Today's filing allows market participants a pre-holiday look at where regulators want to move the program, but does not mark the beginning of a required 45-day public comment period. CARB now expects to begin that clock in early January, with a public hearing scheduled for 21 March.
Board members must approve the proposal by vote after the public comment period, and language will also undergo a standard review by the state's Office of Administrative Law.
LCFS programs require yearly reductions to transportation fuel carbon intensity. Conventional, higher-carbon fuels that exceed the annual limit incur deficits that suppliers must offset with credits generated from approved, lower-carbon alternatives.
CARB began workshop discussions on how to change the LCFS in late 2021, with spot credits above $140/t. Spot credits have traded at less than half that level through large swaths of 2022 and 2023.

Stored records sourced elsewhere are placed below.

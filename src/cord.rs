//! The public handle onto the node graph. Cloning a `Cord` is cheap (it
//! bumps a wrapper count, not the underlying bytes); dropping one may
//! trigger the cost-gated retirement described in [`crate::node`].

use std::rc::Rc;

use crate::error::{Error, Result};
use crate::node::{self, NodeRef};
use crate::Encoding;

/// An immutable, lazily-evaluated Unicode string.
pub struct Cord {
    pub(crate) node: NodeRef,
}

impl Cord {
    /// An empty string.
    pub fn empty() -> Cord {
        Cord::wrap(node::empty())
    }

    /// Builds a string backed by a shared, reference-counted buffer.
    /// Cheap: no bytes are copied. Every clone of the resulting `Cord`
    /// (and every substring of it, until reconstruction) keeps `bytes`
    /// alive in its entirety.
    pub fn from_const(bytes: Rc<[u8]>, encoding: Encoding) -> Cord {
        Cord::wrap(node::leaf::new_const(bytes, encoding))
    }

    /// Builds a string backed by a private copy of `bytes`.
    pub fn from_copy(bytes: &[u8], encoding: Encoding) -> Cord {
        Cord::wrap(node::leaf::new_copy(bytes, encoding))
    }

    fn wrap(node: NodeRef) -> Cord {
        node::wrapper_ref_add(&node);
        Cord { node }
    }

    /// Number of code points in this string.
    pub fn length(&self) -> usize {
        node::length(&self.node)
    }

    pub fn is_empty(&self) -> bool {
        self.length() == 0
    }

    /// The code point at `index`.
    pub fn code_unit_at(&self, index: usize) -> Result<u32> {
        node::code_unit_at(&self.node, index)
    }

    /// Three-way lexicographic comparison, code point by code point, with
    /// length as the tie-break.
    pub fn compare_to(&self, other: &Cord) -> std::cmp::Ordering {
        node::compare(&self.node, &other.node)
    }

    /// The substring `[start, end)`. Builds a new lazy node; no bytes are
    /// copied until something forces reconstruction.
    pub fn substring(&self, start: usize, end: usize) -> Result<Cord> {
        Ok(Cord::wrap(node::substring(&self.node, start, end)?))
    }

    /// Writes the whole string to `sink`, encoded as UTF-8 regardless of
    /// the leaf encoding(s) backing it.
    pub fn print<W: std::io::Write>(&self, sink: &mut W) -> std::io::Result<()> {
        node::print(&self.node, sink)
    }

    /// Writes the substring `[start, end)` to `sink`.
    pub fn print_range<W: std::io::Write>(
        &self,
        sink: &mut W,
        start: usize,
        end: usize,
    ) -> Result<()> {
        node::print_range(&self.node, sink, start, end)
    }

    /// This string with leading and trailing whitespace removed.
    pub fn trim(&self) -> Cord {
        node::trim(&self.node)
            .map(Cord::wrap)
            .unwrap_or_else(|_| self.clone())
    }

    /// This string with leading whitespace removed.
    pub fn trim_left(&self) -> Cord {
        node::trim_left(&self.node)
            .map(Cord::wrap)
            .unwrap_or_else(|_| self.clone())
    }

    /// This string with trailing whitespace removed.
    pub fn trim_right(&self) -> Cord {
        node::trim_right(&self.node)
            .map(Cord::wrap)
            .unwrap_or_else(|_| self.clone())
    }

    /// Replaces the contents of this handle with `other`, releasing the
    /// previous node unconditionally (no cost comparison) the moment its
    /// wrapper count reaches zero — the analogue of the original's
    /// `operator=`, which does not apply the cost-gated check its
    /// destructor does. An ordinary drop (scope exit, a plain rebind that
    /// lets the old value fall out of scope) goes through [`Drop`]
    /// instead, which *does* apply the check.
    pub fn replace(&mut self, other: &Cord) {
        let old = std::mem::replace(&mut self.node, other.node.clone());
        node::wrapper_ref_add(&self.node);
        node::release_handle_unconditional(&old);
    }
}

impl Clone for Cord {
    fn clone(&self) -> Cord {
        Cord::wrap(self.node.clone())
    }
}

impl Drop for Cord {
    fn drop(&mut self) {
        node::release_handle(&self.node);
    }
}

impl std::ops::Add<&Cord> for &Cord {
    type Output = Cord;

    fn add(self, other: &Cord) -> Cord {
        Cord::wrap(node::concatenation::new(&self.node, &other.node))
    }
}

impl std::ops::Mul<usize> for &Cord {
    type Output = Cord;

    fn mul(self, times: usize) -> Cord {
        Cord::wrap(node::repetition::new(&self.node, times))
    }
}

impl PartialEq for Cord {
    fn eq(&self, other: &Self) -> bool {
        self.compare_to(other) == std::cmp::Ordering::Equal
    }
}

impl Eq for Cord {}

impl std::fmt::Display for Cord {
    fn fmt(&self, f: &mut std::fmt::Formatter<'_>) -> std::fmt::Result {
        let mut buf = Vec::new();
        self.print(&mut buf).map_err(|_| std::fmt::Error)?;
        f.write_str(&String::from_utf8_lossy(&buf))
    }
}

impl std::fmt::Debug for Cord {
    fn fmt(&self, f: &mut std::fmt::Formatter<'_>) -> std::fmt::Result {
        write!(f, "Cord({:?})", self.to_string())
    }
}
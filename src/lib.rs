//! An immutable, code-point-indexed Unicode string that builds a lazily
//! evaluated graph of nodes instead of copying bytes on every
//! substring/concatenation/repetition.
//!
//! A [`Cord`] never mutates the string it was built from. Slicing,
//! concatenating, and repeating all return new handles into a shared node
//! graph; no bytes move until something forces a node to materialize — and
//! that only happens when the library itself decides it's cheaper to
//! collapse a lazy node than to keep the graph around. See [`Cord::replace`]
//! for the one place that distinction is visible from outside the crate.
//!
//! ```rs
//! use ropestr::{Cord, Encoding};
//!
//! let greeting = Cord::from_copy(b"  hello, world  ", Encoding::Ascii);
//! let trimmed = greeting.trim();
//! let shouted = &trimmed + &Cord::from_copy(b"!", Encoding::Ascii);
//! assert_eq!(shouted.length(), 13);
//!
//! let mut out = Vec::new();
//! shouted.print(&mut out).unwrap();
//! assert_eq!(out, b"hello, world!");
//! ```
//!
//! Four encodings are supported for the bytes backing a leaf node:
//! ASCII, UTF-8, UTF-16BE, and native-endian UTF-32. `Encoding::Utf16Be`
//! decodes surrogate-like units with a formula that does not match the
//! standard UTF-16 algorithm — this is a known discrepancy inherited from
//! the system this crate reimplements, preserved deliberately rather than
//! silently corrected.

mod codec;
mod cord;
mod error;
mod node;

pub use cord::Cord;
pub use error::Error;

/// The byte encoding backing a leaf node.
#[derive(Debug, Clone, Copy, PartialEq, Eq)]
pub enum Encoding {
    Ascii,
    Utf8,
    /// Decoding surrogate-like units uses a non-standard formula — see
    /// the crate-level docs.
    Utf16Be,
    /// Native-endian 4-byte code units.
    Utf32,
}
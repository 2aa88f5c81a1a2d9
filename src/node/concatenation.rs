//! Lazy concatenation of two nodes — no copying at construction time,
//! `length`/`code_unit_at` simply route to whichever side covers the
//! requested index.

use super::{add_referencer, length, new_node, print_range as node_print_range, NodeRef, Payload};
use crate::error::Result;

pub(crate) fn new(left: &NodeRef, right: &NodeRef) -> NodeRef {
    let node = new_node(Payload::Concatenation {
        left: left.clone(),
        right: right.clone(),
    });
    add_referencer(left, &node);
    add_referencer(right, &node);
    node
}

/// Locates which side(s) of the concatenation cover `[start, end)` and
/// splits the write across the boundary when the range straddles it.
pub(crate) fn print_range<W: std::io::Write>(
    left: &NodeRef,
    right: &NodeRef,
    sink: &mut W,
    start: usize,
    end: usize,
) -> Result<()> {
    let left_len = length(left);
    if end <= left_len {
        node_print_range(left, sink, start, end)
    } else if start >= left_len {
        node_print_range(right, sink, start - left_len, end - left_len)
    } else {
        node_print_range(left, sink, start, left_len)?;
        node_print_range(right, sink, 0, end - left_len)
    }
}
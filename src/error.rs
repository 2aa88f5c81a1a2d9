//! Error types shared by every fallible operation on a [`crate::Cord`].

/// Errors a [`crate::Cord`] operation can produce.
#[derive(thiserror::Error, Debug, Clone, Copy, PartialEq, Eq)]
pub enum Error {
    /// The operation is not implemented for the node's current state.
    #[error("unimplemented")]
    Unimplemented,
    /// Something that should never happen happened (unreachable in theory).
    #[error("unexpected internal state")]
    Unexpected,
    /// An index or interval fell outside `[0, length)`.
    #[error("index out of range")]
    RangeError,
    /// A UTF-8 lead byte did not match any of the four valid patterns.
    #[error("invalid byte sequence")]
    InvalidByteSequence,
}

/// Convenience alias used throughout the crate.
pub type Result<T> = std::result::Result<T, Error>;
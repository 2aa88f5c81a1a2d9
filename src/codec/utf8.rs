//! UTF-8 codec: variable width, self-synchronizing lead bytes.

use crate::error::{Error, Result};

use super::is_whitespace;

fn lead_width(byte: u8) -> Result<usize> {
    if byte & 0xf8 == 0xf0 {
        Ok(4)
    } else if byte & 0xf0 == 0xe0 {
        Ok(3)
    } else if byte & 0xe0 == 0xc0 {
        Ok(2)
    } else if byte & 0x80 == 0x00 {
        Ok(1)
    } else {
        Err(Error::InvalidByteSequence)
    }
}

/// Number of code points encoded in `bytes`.
pub fn length(bytes: &[u8]) -> Result<usize> {
    let mut count = 0;
    let mut i = 0;
    while i < bytes.len() {
        i += lead_width(bytes[i])?;
        count += 1;
    }
    Ok(count)
}

pub fn code_unit_at(bytes: &[u8], index: usize) -> Result<u32> {
    let mut i = 0;
    let mut unit = 0;
    while i < bytes.len() {
        let width = lead_width(bytes[i])?;
        let mut code_point = match width {
            1 => bytes[i] as u32,
            2 => (bytes[i] & 0x1f) as u32,
            3 => (bytes[i] & 0x0f) as u32,
            4 => (bytes[i] & 0x07) as u32,
            _ => unreachable!(),
        };
        for k in 1..width {
            code_point = (code_point << 6) | (bytes[i + k] & 0x3f) as u32;
        }
        if unit == index {
            return Ok(code_point);
        }
        i += width;
        unit += 1;
    }
    Err(Error::RangeError)
}

pub fn print<W: std::io::Write>(sink: &mut W, bytes: &[u8]) -> std::io::Result<()> {
    sink.write_all(bytes)
}

/// Maps a `[start, end)` code-point interval to the byte offsets it spans.
pub fn range_indexes(bytes: &[u8], start: usize, end: usize) -> Result<(usize, usize)> {
    let mut i = 0;
    let mut unit = 0;
    let mut start_offset = None;
    let mut end_offset = None;
    while i < bytes.len() {
        if start_offset.is_none() {
            if unit == start {
                start_offset = Some(i);
            }
        } else if unit == end {
            end_offset = Some(i);
            break;
        }
        i += lead_width(bytes[i])?;
        unit += 1;
    }
    if end_offset.is_none() && unit == end {
        end_offset = Some(i);
    }
    match (start_offset, end_offset) {
        (Some(s), Some(e)) => Ok((s, e)),
        _ => Err(Error::RangeError),
    }
}

pub fn print_range<W: std::io::Write>(
    sink: &mut W,
    bytes: &[u8],
    start: usize,
    end: usize,
) -> Result<()> {
    let (s, e) = range_indexes(bytes, start, end)?;
    sink.write_all(&bytes[s..e]).map_err(|_| Error::Unexpected)
}

/// Encodes a single code point to UTF-8. Also used by the UTF-16BE and
/// UTF-32 codecs to render their internal code points to a byte sink,
/// since every print target in this crate is UTF-8.
pub fn encode(code_point: u32) -> ([u8; 4], usize) {
    let mut out = [0u8; 4];
    if code_point < 0x80 {
        out[0] = code_point as u8;
        (out, 1)
    } else if code_point < 0x800 {
        out[0] = 0xc0 | (code_point >> 6) as u8;
        out[1] = 0x80 | (code_point & 0x3f) as u8;
        (out, 2)
    } else if code_point < 0x10000 {
        out[0] = 0xe0 | (code_point >> 12) as u8;
        out[1] = 0x80 | ((code_point >> 6) & 0x3f) as u8;
        out[2] = 0x80 | (code_point & 0x3f) as u8;
        (out, 3)
    } else {
        out[0] = 0xf0 | (code_point >> 18) as u8;
        out[1] = 0x80 | ((code_point >> 12) & 0x3f) as u8;
        out[2] = 0x80 | ((code_point >> 6) & 0x3f) as u8;
        out[3] = 0x80 | (code_point & 0x3f) as u8;
        (out, 4)
    }
}

/// Generic walking trim for a variable-width encoding: repeatedly probes
/// `code_unit_at` from each end rather than doing fixed-width arithmetic.
pub fn trim(bytes: &[u8]) -> Result<(usize, usize)> {
    let len = length(bytes)?;
    let start = trim_left_index(bytes, len)?;
    if start == len {
        return Ok((start, start));
    }
    let end = trim_right_index(bytes, len)?;
    Ok((start, end))
}

pub fn trim_left(bytes: &[u8]) -> Result<usize> {
    let len = length(bytes)?;
    trim_left_index(bytes, len)
}

pub fn trim_right(bytes: &[u8]) -> Result<usize> {
    let len = length(bytes)?;
    trim_right_index(bytes, len)
}

fn trim_left_index(bytes: &[u8], len: usize) -> Result<usize> {
    let mut start = 0;
    while start < len && is_whitespace(code_unit_at(bytes, start)?) {
        start += 1;
    }
    Ok(start)
}

fn trim_right_index(bytes: &[u8], len: usize) -> Result<usize> {
    let mut end = len;
    while end > 0 && is_whitespace(code_unit_at(bytes, end - 1)?) {
        end -= 1;
    }
    Ok(end)
}

#[cfg(test)]
mod tests {
    use super::*;

    #[test]
    fn ascii_subset_round_trips() {
        let bytes = "hi".as_bytes();
        assert_eq!(length(bytes).unwrap(), 2);
        assert_eq!(code_unit_at(bytes, 0).unwrap(), 'h' as u32);
    }

    #[test]
    fn multibyte_length_and_index() {
        let bytes = "h\u{e9}llo".as_bytes(); // h, e-acute, l, l, o
        assert_eq!(length(bytes).unwrap(), 5);
        assert_eq!(code_unit_at(bytes, 1).unwrap(), 0xe9);
    }

    #[test]
    fn range_indexes_spans_multibyte() {
        let bytes = "a\u{1f600}b".as_bytes(); // a, emoji (4 bytes), b
        let (s, e) = range_indexes(bytes, 1, 2).unwrap();
        assert_eq!(&bytes[s..e], "\u{1f600}".as_bytes());
    }

    #[test]
    fn encode_round_trips_through_decode() {
        for cp in [0x41u32, 0x3b1, 0x1f600, 0xe9] {
            let (buf, n) = encode(cp);
            assert_eq!(code_unit_at(&buf[..n], 0).unwrap(), cp);
        }
    }

    #[test]
    fn invalid_lead_byte_errors() {
        assert!(length(&[0xff]).is_err());
    }
}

Prices have groaned under the weight of new credits generated in excess of obligations that have doubled since the workshops began, to more than 18mn t — nearly enough to satisfy all the deficits generated in the 2021 compliance year. These credits do not expire. Tougher targets and the mechanism to make the benchmarks harder if credits greatly exceed deficits would attempt to address that imbalance.
The agency advanced the current rulemaking in September with draft documents suggesting a 30pc reduction target, new obligations for intrastate jet fuel and a reduced role for RNG. The new language also included requirements to trace crop-based and forestry-based feedstocks to their point of origin, with independent certification. The agency would also formally remove palm-derived fuels from eligibility — no palm-based fuel has received credits under the program so far.
California's proposed changes come after other jurisdictions had already completed updates to their programs.
Oregon in September 2022 extended the state's Clean Fuels Program through 2035 with tougher targets. Washington regulators will begin a rulemaking to better incorporate aviation fuels into that state's program early next year, but will not touch the decade of annual targets set by lawmakers.
Canada's new Clean Fuels Regulation began enforcement this year. British Columbia adopted North America's steepest 2030 target and will next year set targets for jet fuel supplied in the province.